Appeal from an order of the Supreme Court, Wyoming County (Michael M. Mohun, A.J.), entered August 22, 2014. The order, among other things, granted defendants’ cross motion to dismiss the complaint.

It is hereby ordered that the order so appealed from is unanimously affirmed without costs.

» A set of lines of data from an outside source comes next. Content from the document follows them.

// ABOUTME: Multi-listener broadcast channel for source control notifications
// ABOUTME: Delivers in registration order over a snapshot of the listener set

use crate::notification::{Notification, SourceControlNotifications};
use parking_lot::RwLock;
use sourcebus_types::ConnectionState;
use std::panic::{AssertUnwindSafe, catch_unwind};
use std::sync::Arc;
use std::sync::atomic::{AtomicU64, Ordering};
use tracing::{debug, error, trace};

/// Registration handle returned by [`NotificationChannel::register`]
#[derive(Debug, Clone, Copy, PartialEq, Eq, Hash, PartialOrd, Ord)]
pub struct ListenerId(pub u64);

/// Outcome of a single broadcast
#[derive(Debug, Clone, Copy, PartialEq, Eq, Default)]
pub struct BroadcastReport {
    /// Listeners that returned normally
    pub delivered: usize,
    /// Listeners that panicked while handling the notification
    pub panicked: usize,
}

type Listener = Arc<dyn SourceControlNotifications>;

/// Broadcast channel with any number of listeners.
///
/// A broadcast walks a copy of the listener list taken when the broadcast
/// starts. Listeners registered or removed during delivery take effect from
/// the next broadcast, and each listener in the snapshot is invoked once.
pub struct NotificationChannel {
    listeners: RwLock<Vec<(ListenerId, Listener)>>,
    next_id: AtomicU64,
}

impl NotificationChannel {
    pub fn new() -> Self {
        Self {
            listeners: RwLock::new(Vec::new()),
            next_id: AtomicU64::new(1),
        }
    }

    /// Register a listener; it receives every broadcast until unregistered
    pub fn register(&self, listener: Arc<dyn SourceControlNotifications>) -> ListenerId {
        let id = ListenerId(self.next_id.fetch_add(1, Ordering::Relaxed));
        let mut listeners = self.listeners.write();
        listeners.push((id, listener));
        debug!(listener_id = id.0, listener_count = listeners.len(), "Notification listener registered");
        id
    }

    /// Remove a listener. Returns false if the id was not registered.
    pub fn unregister(&self, id: ListenerId) -> bool {
        let mut listeners = self.listeners.write();
        let before = listeners.len();
        listeners.retain(|(listener_id, _)| *listener_id != id);
        let removed = listeners.len() != before;
        debug!(listener_id = id.0, removed, "Notification listener unregistered");
        removed
    }

    pub fn listener_count(&self) -> usize {
        self.listeners.read().len()
    }

    pub fn is_empty(&self) -> bool {
        self.listener_count() == 0
    }

    /// Deliver a notification to every listener registered right now.
    ///
    /// A listener that panics is logged and skipped; delivery continues with
    /// the next one.
    pub fn broadcast(&self, notification: &Notification) -> BroadcastReport {
        let snapshot: Vec<(ListenerId, Listener)> = self.listeners.read().clone();
        let mut report = BroadcastReport::default();

        trace!(
            kind = notification.kind(),
            listener_count = snapshot.len(),
            "Broadcasting notification"
        );

        for (id, listener) in snapshot {
            let outcome = catch_unwind(AssertUnwindSafe(|| notification.dispatch(listener.as_ref())));
            match outcome {
                Ok(()) => report.delivered += 1,
                Err(payload) => {
                    report.panicked += 1;
                    error!(
                        listener_id = id.0,
                        kind = notification.kind(),
                        panic = panic_message(payload.as_ref()),
                        "Notification listener panicked"
                    );
                }
            }
        }

        report
    }

    pub fn request_trust(&self, fingerprint: &str) -> BroadcastReport {
        self.broadcast(&Notification::request_trust(fingerprint))
    }

    pub fn connectivity_state_changed(&self, state: ConnectionState) -> BroadcastReport {
        self.broadcast(&Notification::connectivity_state_changed(state))
    }
}

impl Default for NotificationChannel {
    fn default() -> Self {
        Self::new()
    }
}

fn panic_message(payload: &(dyn std::any::Any + Send)) -> &str {
    if let Some(message) = payload.downcast_ref::<&'static str>() {
        *message
    } else if let Some(message) = payload.downcast_ref::<String>() {
        message.as_str()
    } else {
        "<non-string panic payload>"
    }
}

Memorandum: Plaintiff appeals from an order that denied his motion seeking a default judgment on his complaint seeking declaratory relief (see CPLR 3215 [a]), and granted defendants’ cross motion pursuant to CPLR 3211 (a) (7) seeking to dismiss the complaint for failure to state a cause of action. Contrary to plaintiff’s contention, Supreme Court did not exceed its authority or otherwise err in denying his motion for a default judgment inasmuch as plaintiff failed to establish that he effected service of the summons and complaint on defendants pursuant to CPLR 312-a (a) through (d), as required by CPLR 3215 (f) (see Klein v Educational Loan Servicing, LLC, 71 AD3d 957, 958 [2010]). In any event, “ ‘[a] default judgment in a declaratory judgment action will not be granted *1619on the default and pleadings alone for it is necessary that plaintiff! ] establish a right to a declaration’ and, here, plaintiff! ] did not establish [his] entitlement to the declaration sought” (Dole Food Co., Inc. v Lincoln Gen. Ins. Co., 66 AD3d 1493, 1494 [2009]).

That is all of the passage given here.